217. As we have indicated above, already in their preliminary conclusions,
the international observers raised a number of very serious concerns
which were subsequently confirmed in the report on the observation
of parliamentary elections in the Russian Federation presented by
the ad hoc committee to the Assembly
as well as in the final report prepared
by the OSCE/ODIHR Election Observation Mission.

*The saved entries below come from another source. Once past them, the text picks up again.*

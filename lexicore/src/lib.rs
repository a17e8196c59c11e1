//! # lexicore
//!
//! lexicoreは、トークナイザーの下で動作する辞書層と文字正規化層の実装です。
//!
//! ## 概要
//!
//! このライブラリは、2つの独立したコンポーネントを提供します。
//!
//! - **辞書ストア**: 型付きプロパティを持つ見出し語をダブル配列トライで索引付けし、
//!   rkyv形式のファイルとして保存・再読み込みします。
//! - **文字マッパー**: 基本多言語面の各コードポイントについて変換先と分類タグを保持し、
//!   定数時間で正規化を行います。
//!
//! トークナイザーは入力の各文字を[`CharMapper::transform`]で正規化してから、
//! [`DictionaryStore::common_prefix_search`]で辞書を引きます。
//!
//! ## 主な機能
//!
//! - **型付きプロパティ**: `STRING`/`SHORT`/`INT`/`LONG`型のプロパティスキーマ
//! - **決定的なコンパイル**: 同じ内容からは挿入順に関係なく同じバイト列の索引を生成
//! - **安全な保存**: SHA-256付きのヘッダと一時ファイル経由の置き換え
//! - **マッピング規則**: `A..Z->a..z`や`A..Z/2`といった記述言語による表の構築
//!
//! ## 使用例
//!
//! ```
//! # fn main() -> Result<(), Box<dyn std::error::Error>> {
//! use lexicore::{CharMapper, DictionaryStore, PropType, PropertyDef};
//!
//! let dir = tempfile::tempdir()?;
//! let path = dir.path().join("d.dict");
//!
//! let mut store = DictionaryStore::open(&path, 'n')?;
//! store.init([PropertyDef::new("pos", PropType::Short)])?;
//! store.insert("apple", 100, &[1])?;
//! store.set_prop("apple", "pos", &5i16.to_le_bytes())?;
//! store.build()?;
//! store.save(&path)?;
//!
//! let store = DictionaryStore::open(&path, 'r')?;
//! assert_eq!(store.get_prop("apple", "pos")?, &5i16.to_le_bytes());
//!
//! let mut mapper = CharMapper::new(false);
//! mapper.apply_rules("A..Z->a..z, a..z", 0)?;
//! let normalized: String = "APPLE"
//!     .chars()
//!     .filter_map(|c| mapper.transform_char(c)?.to_char())
//!     .collect();
//! assert_eq!(normalized, "apple");
//! assert!(store.contains(&normalized));
//! # Ok(())
//! # }
//! ```
#![cfg_attr(docsrs, feature(doc_cfg))]

#[cfg(not(any(target_pointer_width = "32", target_pointer_width = "64")))]
compile_error!("`target_pointer_width` must be 32 or 64");

/// 見出し語辞書
pub mod dictionary;

/// エラー型の定義
pub mod errors;

/// 保存ファイルのコンテナ形式
mod format;

/// 文字のマッピング表
pub mod mapper;

/// 内部ユーティリティ関数
pub mod utils;


// Re-exports
pub use dictionary::{
    DictionaryStore, LemmaId, LemmaRef, OpenMode, PropType, PropertyDef, PropertyRef,
    PropertySchema, PropertyValue, StoreConfig,
};
pub use errors::{LexiconError, Result};
pub use mapper::{CharMapper, MappingRule, Mapped};

/// このライブラリのバージョン番号
pub const VERSION: &str = env!("CARGO_PKG_VERSION");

218. Regrettably, all the stages of the electoral process were
marked by a range of violations of the electoral code. This was
amplified by the fact that the legal framework for parliamentary
elections is complex and confusing. Out of two major laws regulating
the parliamentary elections, the federal law on the fundamental guarantees
of electoral rights and rights of citizens of the Russian Federation
to participate in a referendum was amended 28 times between 2008
and 2011 alone, and the Federal Law on the Election of the Deputies
of the State Duma of the Federal Assembly of the Russian Federation,
17 times during the same period.
219. In accordance with the Russian legal procedure, amendments
are not integrated into the existing text but adopted as separate
laws. As a result, the legislation is overly complex and inconsistent,
to the detriment of precision and clarity and allowing for confusion
and abusive interpretation.
220. On several occasions, the Parliamentary Assembly has called
on the Russian authorities to draw up, in co-operation with the
Venice Commission, a unified electoral code.
This
issue has also been raised in our discussions, as co-rapporteurs,
with the Russian parliamentary delegation to the Assembly. As a
result, on 15 December 2011, on our initiative and with the agreement
of the Russian delegation, the Monitoring Committee sent the electoral
laws – along with four other federal laws raising concern – to the
Venice Commission for legal opinion.
221. In its opinion,
delivered in March 2012, the
Venice Commission confirmed that improvements to the legislation
applicable to State Duma elections are needed in order for it to
conform fully with international standards. It also recommended
its simplification and consolidation. It pointed to some outstanding
concerns which had also been identified by the election observers
and had fuelled, to a large extent, widespread mistrust in the electoral
process.
222. The lack of neutrality of the Central Electoral Commission
is probably the most serious problem. The CEC is composed of 15
members, five of them appointed by the President of the Federation,
five by the State Duma and five by the Federation Council. As a
consequence, it is clearly dependent on the executive and the ruling
party. This is even more true for the 83 federal subject election
commissions (SECs), 2 746 territorial election commissions (TECs)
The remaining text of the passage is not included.